# Spouse visa success check-list 2017



## Sami12 (Oct 6, 2016)

I would like to thank everyone on this forum specially Joppa,nyclon who have been really helpful, I can't thank you enough but hope you know that you are one of a kind. 

For those who are applying in the near future, Below is my checklist, my VISA was approved in two weeks Nairobi, I forgot to pay my IHS as i thought that it would be part of my visa fee but I got an email from High commission officer to pay the outstanding fee.



Applicants Information

1.	Online Application correction letter
2.	One passport photo sponsor + applicant 
3.	IHS
4.	Printed Visa Online Application
5.	Applicant’s letter of introduction
6.	Applicant’s biometric information
7.	Applicant’s current passport 
8.	TB test results 
9.	English test certificate
10.	Prospective flight itinerary

Sponsor’s Information:
11.	Sponsor’s letter of introduction 
12.	Copy of sponsor’s passport bio-data page
13.	Appendix 2

Financial Information (Category A):
14.	Sponsor’s payslips x 6
15.	Bank statements x 6 months Barclays
16.	P60 2015/16
17.	Employment contract
18.	Employers letter

Accommodation Information:
19.	Tenancy agreement 
20.	Inspection Report
21.	State Agency letter confirming that my Wife can move in the house
22.	Rent receipts



Marriage Information:

23.	Marriage certificate 
24.	Evidence of wedding photos 
25.	Wife’s Mothers Support letter 
26.	Money Sent to each other using Money Transfer


Visas, Flight Tickets and Hotel booking as evidence of meeting each other:

27.	Cover Letter for VISA Flight Tickets and Hotels 
28.	Copies of entry visas to Kenya
29. Flight Itineraries from our visits to see each other
30. Hotel Receipts showing we have stayed together 


Subsisting Relationship 
31.	Subsisting Relationship Cover 
32.	WhatsApp chat logs (25 Pages)
33.	WhatsApp chat screenshots (15)
34.	Text Messages (2 Pages)
35.	Facetime call logs (3 Pages)
36.	Facebook Chat Logs random snapshots (2 Pages)
37.	Pics of us together on holiday (15 Pages)


----------



## Joppa (Sep 7, 2009)

You didn't need:
#10 Flight details, #20 Inspection report unless accommodation is shared with non-family member, #25 In-law's support letter, #26 if included should come under Relationship, #31 - #37 Too much.


----------



## majuto (Oct 18, 2016)

Joppa said:


> You didn't need:
> #10 Flight details, #20 Inspection report unless accommodation is shared with non-family member, #25 In-law's support letter, #26 if included should come under Relationship, #31 - #37 Too much.


Hi Sami12/ Joppa

im thankful for these forums and Joppa's assistance and Sami12's checklist is helpful. however i couldn't help but notice Sami12 hasn't provided any other proof of accommodation (council tax, electric bill, etc) but just tenancy agreement and estate agency letter of consent.

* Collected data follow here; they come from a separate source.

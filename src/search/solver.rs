//! Brute-force solver built on the search tree.
//!
//! Drives a [`SearchTree`] with one of two traversal orders and a visited
//! table keyed by board. Everything it does goes through the node
//! primitives: `has_next_child`, `next_child` and parent-handle walks.

use std::collections::VecDeque;
use std::time::Instant;

use rustc_hash::{FxHashMap, FxHashSet};

use crate::core::{Move, PuzzleState};

use super::config::{SearchConfig, Strategy};
use super::node::{NodeId, SearchNode};
use super::stats::SearchStats;
use super::tree::SearchTree;

/// Solver context.
///
/// Owns the configuration, the tree of the most recent solve, and its
/// statistics.
pub struct Solver {
    /// Search configuration.
    config: SearchConfig,

    /// The search tree of the last call to `solve`.
    tree: Option<SearchTree>,

    /// Search statistics.
    stats: SearchStats,
}

impl Solver {
    /// Create a new solver.
    pub fn new(config: SearchConfig) -> Self {
        Self {
            config,
            tree: None,
            stats: SearchStats::default(),
        }
    }

    /// Search for a move sequence taking `start` to a goal board.
    ///
    /// Returns an empty sequence if `start` is already solved, and `None`
    /// if the search space (within the depth and node limits) holds no goal.
    pub fn solve(&mut self, start: PuzzleState) -> Option<Vec<Move>> {
        let started = Instant::now();
        self.stats.reset();
        log::debug!(
            "solving {start} with {:?}, max_depth {}, max_nodes {}, {:?} moves",
            self.config.strategy,
            self.config.max_depth,
            self.config.max_nodes,
            self.config.move_set
        );

        let mut tree = SearchTree::with_move_set(start, self.config.move_set);
        let found = if start.is_goal() {
            Some(tree.root())
        } else {
            match self.config.strategy {
                Strategy::BreadthFirst => self.breadth_first(&mut tree),
                Strategy::DepthFirst => self.depth_first(&mut tree),
            }
        };
        let solution = found.map(|id| tree.path_to(id));

        self.stats.time_us = started.elapsed().as_micros() as u64;
        match &solution {
            Some(moves) => log::debug!(
                "solved in {} moves after {} expansions",
                moves.len(),
                self.stats.nodes_expanded
            ),
            None => log::debug!(
                "no solution after {} expansions ({} nodes)",
                self.stats.nodes_expanded,
                tree.len()
            ),
        }

        self.tree = Some(tree);
        solution
    }

    /// Get the search configuration.
    #[must_use]
    pub fn config(&self) -> &SearchConfig {
        &self.config
    }

    /// Get statistics from the last search.
    #[must_use]
    pub fn stats(&self) -> &SearchStats {
        &self.stats
    }

    /// Get the tree built by the last search.
    #[must_use]
    pub fn tree(&self) -> Option<&SearchTree> {
        self.tree.as_ref()
    }

    /// Take the next child of `id`, counting it in the statistics.
    fn expand(&mut self, tree: &mut SearchTree, id: NodeId) -> Option<SearchNode> {
        let child = tree.get_mut(id).next_child(id)?;
        self.stats.nodes_expanded += 1;
        self.stats.max_depth = self.stats.max_depth.max(child.depth);
        log::trace!("{id} -> {child}");
        Some(child)
    }

    fn out_of_nodes(&self, tree: &SearchTree) -> bool {
        if tree.len() >= self.config.max_nodes {
            log::debug!("node limit {} reached", self.config.max_nodes);
            true
        } else {
            false
        }
    }

    fn breadth_first(&mut self, tree: &mut SearchTree) -> Option<NodeId> {
        let mut visited = FxHashSet::default();
        visited.insert(*tree.root_node().state());
        let mut frontier = VecDeque::from([tree.root()]);

        while let Some(id) = frontier.pop_front() {
            if !self.config.allows_expansion(tree.get(id).depth) {
                continue;
            }
            while tree.has_next_child(id) {
                if self.out_of_nodes(tree) {
                    return None;
                }
                let Some(child) = self.expand(tree, id) else {
                    continue;
                };
                if child.state().is_goal() {
                    return Some(tree.alloc(child));
                }
                if !visited.insert(*child.state()) {
                    self.stats.duplicates += 1;
                    continue;
                }
                frontier.push_back(tree.alloc(child));
            }
        }
        None
    }

    fn depth_first(&mut self, tree: &mut SearchTree) -> Option<NodeId> {
        // Shallowest depth each board has been reached at. A board reached
        // again at a smaller depth is searched again, so the depth bound
        // never hides a solution.
        let mut visited: FxHashMap<PuzzleState, u32> = FxHashMap::default();
        visited.insert(*tree.root_node().state(), 0);
        let mut stack = vec![tree.root()];

        while let Some(&id) = stack.last() {
            let node = tree.get(id);
            if !self.config.allows_expansion(node.depth) || !node.has_next_child() {
                stack.pop();
                continue;
            }
            if self.out_of_nodes(tree) {
                return None;
            }
            let Some(child) = self.expand(tree, id) else {
                continue;
            };
            if child.state().is_goal() {
                return Some(tree.alloc(child));
            }
            match visited.get(child.state()) {
                Some(&seen) if seen <= child.depth => {
                    self.stats.duplicates += 1;
                    continue;
                }
                _ => {
                    visited.insert(*child.state(), child.depth);
                }
            }
            stack.push(tree.alloc(child));
        }
        None
    }
}

#[cfg(test)]
mod tests {
    use super::*;
    use crate::core::{Coord, Direction, Tile};
    use crate::search::node::MoveSet;

    fn goal() -> PuzzleState {
        PuzzleState::new(&[(1, 1), (0, 0), (0, 2), (2, 0), (2, 2)].map(Coord::from)).unwrap()
    }

    fn one_move_away() -> PuzzleState {
        goal().moved(Tile::BottomRight, Direction::Right)
    }

    #[test]
    fn test_goal_start_is_empty_solution() {
        let mut solver = Solver::new(SearchConfig::default());

        assert_eq!(solver.solve(goal()), Some(vec![]));
        assert_eq!(solver.stats().nodes_expanded, 0);
        assert_eq!(solver.tree().unwrap().len(), 1);
    }

    #[test]
    fn test_bfs_one_move() {
        let mut solver = Solver::new(SearchConfig::default());

        let solution = solver.solve(one_move_away()).unwrap();

        assert_eq!(solution, vec![Move::new(Tile::BottomRight, Direction::Left)]);
        assert!(solver.stats().nodes_expanded >= 1);
        assert_eq!(solver.stats().max_depth, 1);
    }

    #[test]
    fn test_dfs_one_move_with_depth_bound() {
        let config = SearchConfig::default()
            .with_strategy(Strategy::DepthFirst)
            .with_max_depth(1);
        let mut solver = Solver::new(config);

        let solution = solver.solve(one_move_away()).unwrap();

        assert_eq!(solution, vec![Move::new(Tile::BottomRight, Direction::Left)]);
    }

    #[test]
    fn test_dfs_solution_replays_to_goal() {
        let config = SearchConfig::default()
            .with_strategy(Strategy::DepthFirst)
            .with_max_depth(6);
        let mut solver = Solver::new(config);

        let solution = solver.solve(one_move_away()).unwrap();

        assert!(!solution.is_empty());
        assert!(solution.len() <= 6);
        let end = solution
            .iter()
            .fold(one_move_away(), |state, &mv| state.apply(mv));
        assert!(end.is_goal());
    }

    #[test]
    fn test_depth_bound_limits_solution() {
        // A bound of one move cannot solve a two-move position
        let start = one_move_away().moved(Tile::TopRight, Direction::Right);
        let config = SearchConfig::default()
            .with_move_set(MoveSet::Exhaustive)
            .with_max_depth(1);

        let mut solver = Solver::new(config);
        assert_eq!(solver.solve(start), None);

        let mut solver = Solver::new(SearchConfig::default().with_move_set(MoveSet::Exhaustive));
        let solution = solver.solve(start).unwrap();
        assert_eq!(solution.len(), 2);
    }

    #[test]
    fn test_node_limit() {
        let config = SearchConfig::default().with_max_nodes(1);
        let mut solver = Solver::new(config);

        assert_eq!(solver.solve(one_move_away()), None);
        assert_eq!(solver.tree().unwrap().len(), 1);
    }

    #[test]
    fn test_tree_is_kept() {
        let mut solver = Solver::new(SearchConfig::default());
        assert!(solver.tree().is_none());

        solver.solve(one_move_away());

        let tree = solver.tree().unwrap();
        assert_eq!(*tree.root_node().state(), one_move_away());
        assert!(tree.stats().goal_count >= 1);
    }
}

I've recently moved houses and i'm awaiting the council to process me together with electric/water company and receive my first bill which they told me could take a while and i am ready to submit the documents having the tenancy agreement and letter from estate agent. Joppa do you think its going to cause problems if i don't send send utility bills/council tax bill to the ECO.
thank you


----------



## AdamRScuba1 (Feb 24, 2017)

Joppa, is there a downside of supplying too much information? Does it lengthen the application procedure?


----------



## Joppa (Sep 7, 2009)

We say you should provide proof of ownership/rental and proof of occupation, and the latter is usually accomplished by council tax or utility bill. 
Danger of sending too much is your vital, essential documents may be buried deep among the ephemeral and irrelevant materials so in danger of being overlooked. Then you have the whole problem of getting the decision reversed through appeal or administrative review. Hence the recommendation that you make a streamlined application, with carefully put together document list which covers all the essentials according to your personal circumstances.


----------



## Lewis714 (Dec 8, 2017)

Joppa said:


> We say you should provide proof of ownership/rental and proof of occupation, and the latter is usually accomplished by council tax or utility bill.
> Danger of sending too much is your vital, essential documents may be buried deep among the ephemeral and irrelevant materials so in danger of being overlooked. Then you have the whole problem of getting the decision reversed through appeal or administrative review. Hence the recommendation that you make a streamlined application, with carefully put together document list which covers all the essentials according to your personal circumstances.


Would it be possible for someone to post a revised list which covers all the essentials for a spouse visa (entry clearance), living with sponsor's parents, sponsor 6 months employment income route please?


----------